AGGREGATION OF HYDROPHOBIC COLLOIDS AND PROTEINS: SIZE DEPENDENT BEHAVIOR AND CROSSOVER TO INSTABILITY

Abstract

In this study, the aggregation properties of mainly hydrophobic proteins and colloids are explored by using an extended DLVO model that included an extra short-range interaction. Two different interaction regimes are studied to isolate the effect of hydrophobic interactions on protein aggregation. In the first interaction regime, van der Waals attraction, electrostatic double-layer repulsion, and short-range surface interactions are considered, and the interaction curves are described by finite energy barriers that kinetically stabilize protein dispersions over a broad size (R = 5-100 nm) and hydrophobicity (hf = 0-20 %) range. In the second interaction regime, hydrophobic attraction is described by an exponential potential, causing the electrostatic barrier to collapse beyond a critical size, and resulting in a diffusion limited, irreversible protein aggregation. The maximum interaction force (Fmax) - size scaling analysis shows, Fmax ~ R±α, with α = 0.5 for the first interaction regime, whereas in the second (hydrophobicity-dominated) interaction regime, this scaling linearly decreases with size (α = -0.5), indicating the lack of finite energy barriers and the dominance of short-range attraction.
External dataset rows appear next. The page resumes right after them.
impl Slug {
    /// Wrap a raw slug.
    pub fn new(raw: impl Into<String>) -> Self {
        Self(raw.into())
    }

    /// Slug of the documentation root.
    pub fn root() -> Self {
        Self::new(ROOT_SLUG)
    }

    /// Raw slug, as used in diagnostics.
    pub fn as_str(&self) -> &str {
        &self.0
    }

    /// File name of the page with the given extension.
    ///
    /// ``T_Shapes.Container`1`` stays ``T_Shapes.Container`1.html``; only
    /// characters reserved on filesystems are escaped.
    pub fn file_name(&self, extension: &str) -> String {
        format!("{}.{extension}", percent_encode(self.0.as_bytes(), FILE_ENCODE_SET))
    }

    /// Relative URL of the page: its file name, percent-encoded.
    ///
    /// Decoding the href yields [`Slug::file_name`].
    pub fn href(&self, extension: &str) -> String {
        percent_encode(self.file_name(extension).as_bytes(), HREF_ENCODE_SET).to_string()
    }
}

impl fmt::Display for Slug {
    fn fmt(&self, f: &mut fmt::Formatter<'_>) -> fmt::Result {
        f.write_str(&self.0)
    }
}

/// Kind of member grouped on its own page.
#[derive(Clone, Copy, Debug, PartialEq, Eq, Hash)]
pub enum MemberKind {
    /// Constructors.
    Constructor,
    /// Properties.
    Property,
    /// Methods.
    Method,
}

impl MemberKind {
    /// All grouped kinds, in page order.
    pub const ALL: [Self; 3] = [Self::Constructor, Self::Property, Self::Method];

    /// Group label.
    pub fn label(self) -> &'static str {
        match self {
            Self::Constructor => "Constructors",
            Self::Property => "Properties",
            Self::Method => "Methods",
        }
    }

    fn group_suffix(self) -> &'static str {
        match self {
            Self::Constructor => "constructors",
            Self::Property => "properties",
            Self::Method => "methods",
        }
    }
}

/// Namespace page.
pub fn namespace_slug(namespace: &str) -> Slug {
    Slug(format!("N_{namespace}"))
}

/// Extension methods page of a namespace.
pub fn extensions_slug(namespace: &str) -> Slug {
    Slug(format!("N_{namespace}-extensions"))
}

/// Type page, named by the type's full name.
///
/// Types are stored as definitions, so every closed instantiation of a
/// generic type resolves here through its definition.
pub fn type_slug(ty: &TypeDef) -> Slug {
    type_slug_for(&ty.full_name())
}

/// Type page for a canonical full name.
pub fn type_slug_for(full_name: &str) -> Slug {
    Slug(format!("T_{full_name}"))
}

/// Member group page of a type.
pub fn group_slug(ty: &TypeDef, kind: MemberKind) -> Slug {
    Slug(format!("T_{}-{}", ty.full_name(), kind.group_suffix()))
}

/// Property page.
pub fn property_slug(owner: &TypeDef, property: &PropertyDef) -> Slug {
    Slug(format!("P_{}.{}", owner.full_name(), property.name))
}

/// Method page.
///
/// The method fingerprint is appended only when the owner declares more
/// than one method with the same name.
pub fn method_slug(owner: &TypeDef, method: &MethodDef) -> Slug {
    let overloads = owner.methods.iter().filter(|m| m.name == method.name).count();
    if overloads > 1 {
        Slug(format!("M_{}.{}", owner.full_name(), method_fingerprint(method)))
    } else {
        Slug(format!("M_{}.{}", owner.full_name(), method.name))
    }
}

/// Name, generic arity and parameter fingerprint of a method.
///
/// Generic methods carry their arity as in documentation IDs, so `Create()`
/// is `Create-` and `Create<T>()` is ``Create``1-``.
pub fn method_fingerprint(method: &MethodDef) -> String {
    let parameters = fingerprint(&method.parameters);
    match method.generic_parameters.len() {
        0 => format!("{}-{parameters}", method.name),
        arity => format!("{}``{arity}-{parameters}", method.name),
    }
}

/// Constructor page, fingerprinted when the owner has several constructors.
pub fn constructor_slug(owner: &TypeDef, ctor: &ConstructorDef) -> Slug {
    let base = format!("C_{}.ctor", owner.full_name());
    if owner.constructors.len() > 1 {
        Slug(format!("{base}-{}", fingerprint(&ctor.parameters)))
    } else {
        Slug(base)
    }
}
These results demonstrate that hydrophobic interactions by themselves are capable of inducing aggregation in electrostatically balanced systems. As a test, aggregation pattern in two predominantly hydrophobic proteins, elastin and zein, are discussed within the framework of Model-2 with satisfactory outcomes. Overall, this study clearly shows a size-dependent crossover from attraction-dominated behavior at small sizes to an unstable interaction regime at larger sizes, a conclusion that can be extended to colloidal, intrinsically disordered proteins and nanoparticle systems where surface hydrophobicity is profound.